Ovary: The part of the pistil that contains the ovules.
Ovule: A structure located within the female ovary. It contains female genetic information and can develop into a seed after fertilization.
Pedicel: The stem that attaches a flower to the main plant.
Petal: This is the part of the flower that attracts insect pollinators. In tomato flowers, the petals usually are yellow in colour.
Pistil: The female part of the flower. It is made up of the stigma, style, ovary and the ovules, which contain the female genetic information.
Pollen: Pollen contains the male genetic information. It is found on the anther at the top of the filament, which is part of the stamen.
Radicle: The part of an embryo that will become the root.
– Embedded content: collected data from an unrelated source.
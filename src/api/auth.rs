use mongodb::bson::doc;
use rocket::{
    http::{Cookie, CookieJar, Status},
    serde::json::Json,
    Route, State,
};

use crate::{
    config::Config,
    error::{Error, Result},
    model::{
        api::{
            auth::{AuthToken, AUTH_TOKEN_COOKIE},
            credentials::Credentials,
        },
        db::{admin::Admin, voter::Voter},
        mongodb::Coll,
    },
};

pub fn routes() -> Vec<Route> {
    routes![authenticate, voter_authenticate, logout]
}

#[post("/auth/admin", data = "<credentials>", format = "json")]
pub async fn authenticate(
    cookies: &CookieJar<'_>,
    credentials: Json<Credentials>,
    admins: Coll<Admin>,
    config: &State<Config>,
) -> Result<()> {
    let with_username = doc! {
        "username": &credentials.username
    };

    let admin = admins
        .find_one(with_username, None)
        .await?
        .filter(|admin| admin.verify_password(&credentials.password))
        .ok_or_else(|| {
            Error::Status(
                Status::Unauthorized,
                "No admin found with the provided username and password combination.".to_string(),
            )
        })?;

    let token = AuthToken::new(&admin);
    cookies.add(token.into_cookie(config)?);

    Ok(())
}

#[post("/auth/voter", data = "<credentials>", format = "json")]
pub async fn voter_authenticate(
    cookies: &CookieJar<'_>,
    credentials: Json<Credentials>,
    voters: Coll<Voter>,
    config: &State<Config>,
) -> Result<()> {
    let with_username = doc! {
        "username": &credentials.username
    };

    let voter = voters
        .find_one(with_username, None)
        .await?
        .filter(|voter| voter.verify_password(&credentials.password))
        .ok_or_else(|| {
            Error::Status(
                Status::Unauthorized,
                "No voter found with the provided username and password combination.".to_string(),
            )
        })?;

    let token = AuthToken::new(&voter);
    cookies.add(token.into_cookie(config)?);

    Ok(())
}

#[delete("/auth")]
pub fn logout(cookies: &CookieJar) -> Status {
    cookies.remove(Cookie::named(AUTH_TOKEN_COOKIE));
    Status::Ok
}
use chrono::{DateTime, Utc};
use serde::Serialize;

use crate::model::{
    api::ballot::Selections,
    common::{election::ElectionId, voter::VoterStatus},
    db::vote::{Vote, VoteCore},
    mongodb::Id,
};

use super::{
    definition::BallotDefinition,
    error::VotingError,
    store::{BallotSession, BallotStore},
};

/// What a committed submission recorded.
#[derive(Debug, Clone, PartialEq, Eq, Serialize)]
pub struct SubmissionReceipt {
    pub election_id: ElectionId,
    /// Number of votes written, one per position.
    pub positions: usize,
    pub cast_at: DateTime<Utc>,
}

/// Record a voter's full ballot, exactly once.
///
/// Every vote is written and the voter marked as voted in one transaction, or
/// nothing changes at all. Transient store failures roll the attempt back and
/// run it again from the start, up to `retries` more times.
pub async fn submit(
    store: &dyn BallotStore,
    voter_id: Id,
    selections: &Selections,
    retries: u32,
) -> Result<SubmissionReceipt, VotingError> {
    let mut attempt = 0;
    loop {
        match submit_once(store, voter_id, selections).await {
            Err(e) if e.is_retryable() && attempt < retries => {
                attempt += 1;
                warn!(
                    "Submission for voter {voter_id} failed transiently ({e}), retry {attempt}/{retries}"
                );
            }
            result => return result,
        }
    }
}

async fn submit_once(
    store: &dyn BallotStore,
    voter_id: Id,
    selections: &Selections,
) -> Result<SubmissionReceipt, VotingError> {
    let mut session = store.begin().await?;
    match record_ballot(session.as_mut(), voter_id, selections).await {
        Ok(receipt) => {
            session.commit().await?;
            Ok(receipt)
        }
        Err(e) => {
            if let Err(abort_err) = session.abort().await {
                warn!("Failed to abort submission for voter {voter_id}: {abort_err}");
            }
            Err(e)
        }
    }
}

/// Every vote the voter has cast, in position order.
pub async fn recorded_votes(
    store: &dyn BallotStore,
    voter_id: Id,
) -> Result<Vec<Vote>, VotingError> {
    let mut session = store.begin().await?;
    let votes = session.votes_for_voter(voter_id).await;
    session.abort().await?;
    Ok(votes?)
}

/// Everything up to, but not including, the commit.
async fn record_ballot(
    session: &mut dyn BallotSession,
    voter_id: Id,
    selections: &Selections,
) -> Result<SubmissionReceipt, VotingError> {
    let voter = session
        .voter(voter_id)
        .await?
        .ok_or(VotingError::VoterNotFound(voter_id))?;
    let election_id = voter.election_id.ok_or(VotingError::NotAssigned)?;
    if voter.status != VoterStatus::Registered {
        return Err(VotingError::AlreadyVoted);
    }

    let now = Utc::now();
    let election = session
        .election(election_id)
        .await?
        .ok_or(VotingError::ElectionNotFound(election_id))?;
    if !election.accepts_ballots(now) {
        return Err(VotingError::ElectionNotActive(election_id));
    }
    let ballot = BallotDefinition::from(election);
    ballot.validate(selections)?;

    let votes: Vec<VoteCore> = selections
        .iter()
        .map(|(position_id, candidate_id)| VoteCore {
            voter_id,
            election_id,
            position_id,
            candidate_id,
            cast_at: now,
        })
        .collect();
    session.insert_votes(&votes).await?;

    if !session.mark_voted(voter_id).await? {
        return Err(VotingError::AlreadyVoted);
    }

    Ok(SubmissionReceipt {
        election_id,
        positions: votes.len(),
        cast_at: now,
    })
}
Seed Coat: The protective covering of a seed.
Seedling: The young plant that develops from a seed.
Sepal: This green part of the flower protects the bud before it opens.
Sexual Reproduction: In plants, this sort of reproduction happens when male pollen is deposited on female plant organs to produce seeds.
Stamen: This is the male part of the flower. It is made up of the filament and the anther, which is covered in pollen.
Stigma: This is where the pollen is deposited to allow fertilization. It is part of the pistil, the female reproductive organ, and is at the top of the style, above the ovary.
Style: The part of the pistil above the ovary and below the stigma.
Wind Pollination: A process where flowers are pollinated with the help of wind.